Her firmness set the tone during the hectic meetings and preparations of the next forty-eight hours. Events were moving so fast that big decisions were taken on the hoof by military chiefs reporting directly to the Prime Minister. The civil service, apart from the No. 10 private secretaries, were largely out of the loop. Margaret Thatcher had an instinctive trust in the professionalism of the armed forces, and she urged them on with a resolution that they found inspirational.

For all her decisiveness, the Prime Minister’s confidence was far from impregnable in those early days as the risks were pointed out to her. On Friday 2 April, the landing of the Argentine invasion force on the Falklands was confirmed. Outwardly the business of peace-time government was continuing as usual at No. 10. According to her diary, Margaret Thatcher was scheduled to host a lunch for university vice-chancellors. The Minister of State for Higher Education who had arranged it, William Waldegrave, assumed that the event would be cancelled.

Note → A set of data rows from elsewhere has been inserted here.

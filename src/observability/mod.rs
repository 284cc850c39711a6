// Observability: metrics

pub mod metrics;

pub use metrics::{init, render};
//! Serial number normalization.
//!
//! Raw identifiers typed by users or taken from file names are reduced to one
//! canonical lookup key. Three numbering conventions are recognized, tried in
//! a fixed order where the first match wins:
//!
//! 1. FC2 pay-per-view numbers (`FC2-PPV-3076281`)
//! 2. studio codes (`ABC-123`)
//! 3. date-coded uncensored catalogs (`010124_123`)
//!
//! Anything else is unrecognized, which is a normal outcome rather than an
//! error.

pub mod recognizers;

use chrono::Datelike;
use tracing::debug;

pub use recognizers::{
    CensoredRecognizer, DateCodedRecognizer, Fc2Recognizer, Recognizer, SerialKind, SerialMatch,
};

use crate::observability::metrics;

/// Trim surrounding whitespace and uppercase
pub fn clean_serial_no(raw: &str) -> String {
    raw.trim().to_uppercase()
}

/// Ordered recognizer pipeline.
///
/// The parser is a plain value: it holds no mutable state and can be shared
/// freely between tasks.
#[derive(Debug, Clone, Copy)]
pub struct SerialNoParser {
    fc2: Fc2Recognizer,
    censored: CensoredRecognizer,
    date_coded: DateCodedRecognizer,
}

impl Default for SerialNoParser {
    fn default() -> Self {
        Self::new()
    }
}

impl SerialNoParser {
    /// Parser whose date guard uses the current local year
    pub fn new() -> Self {
        Self::with_reference_year(chrono::Local::now().year())
    }

    /// Parser with a pinned reference year for the date-coded guard
    pub fn with_reference_year(year: i32) -> Self {
        Self {
            fc2: Fc2Recognizer::new(false),
            censored: CensoredRecognizer,
            date_coded: DateCodedRecognizer::new(year),
        }
    }

    /// Treat bare 6-7 digit input as an FC2 number by default
    pub fn extend_fc2_from_no(mut self, enabled: bool) -> Self {
        self.fc2.extend_from_no = enabled;
        self
    }

    pub fn reference_year(&self) -> i32 {
        self.date_coded.reference_year
    }

    fn recognizers(&self) -> [&dyn Recognizer; 3] {
        [&self.fc2, &self.censored, &self.date_coded]
    }

    /// Canonical serial number for `raw`, or `None` when unrecognized
    pub fn parse(&self, raw: &str) -> Option<String> {
        self.classify(raw).map(|m| m.canonical())
    }

    /// Like [`parse`](Self::parse) with a per-call FC2 fallback setting
    pub fn parse_with(&self, raw: &str, extend_fc2_from_no: bool) -> Option<String> {
        self.extend_fc2_from_no(extend_fc2_from_no).parse(raw)
    }

    /// Recognize `raw` and keep the matched parts
    pub fn classify(&self, raw: &str) -> Option<SerialMatch> {
        let cleaned = clean_serial_no(raw);

        for recognizer in self.recognizers() {
            if let Some(found) = recognizer.try_match(&cleaned) {
                debug!(raw, recognizer = recognizer.name(), canonical = %found, "serial number recognized");
                metrics::serial_no::recognized(recognizer.name());
                return Some(found);
            }
        }

        debug!(raw, "serial number not recognized");
        metrics::serial_no::unrecognized();
        None
    }
}

/// Parse with the current year and an explicit FC2 fallback setting
pub fn parse_serial_no(raw: &str, extend_fc2_from_no: bool) -> Option<String> {
    SerialNoParser::new().parse_with(raw, extend_fc2_from_no)
}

Not so. Over lunch in the small dining room, Margaret Thatcher explained to the great men of academia how they should run their universities, all the time reading urgent notes on the Falklands brought in by private secretaries. The vice-chancellors departed, looking somewhat shell shocked. Alone in the room with Waldegrave, the Prime Minister gripped his arm and confided, ‘William, the problem is we shall have no proper air cover’.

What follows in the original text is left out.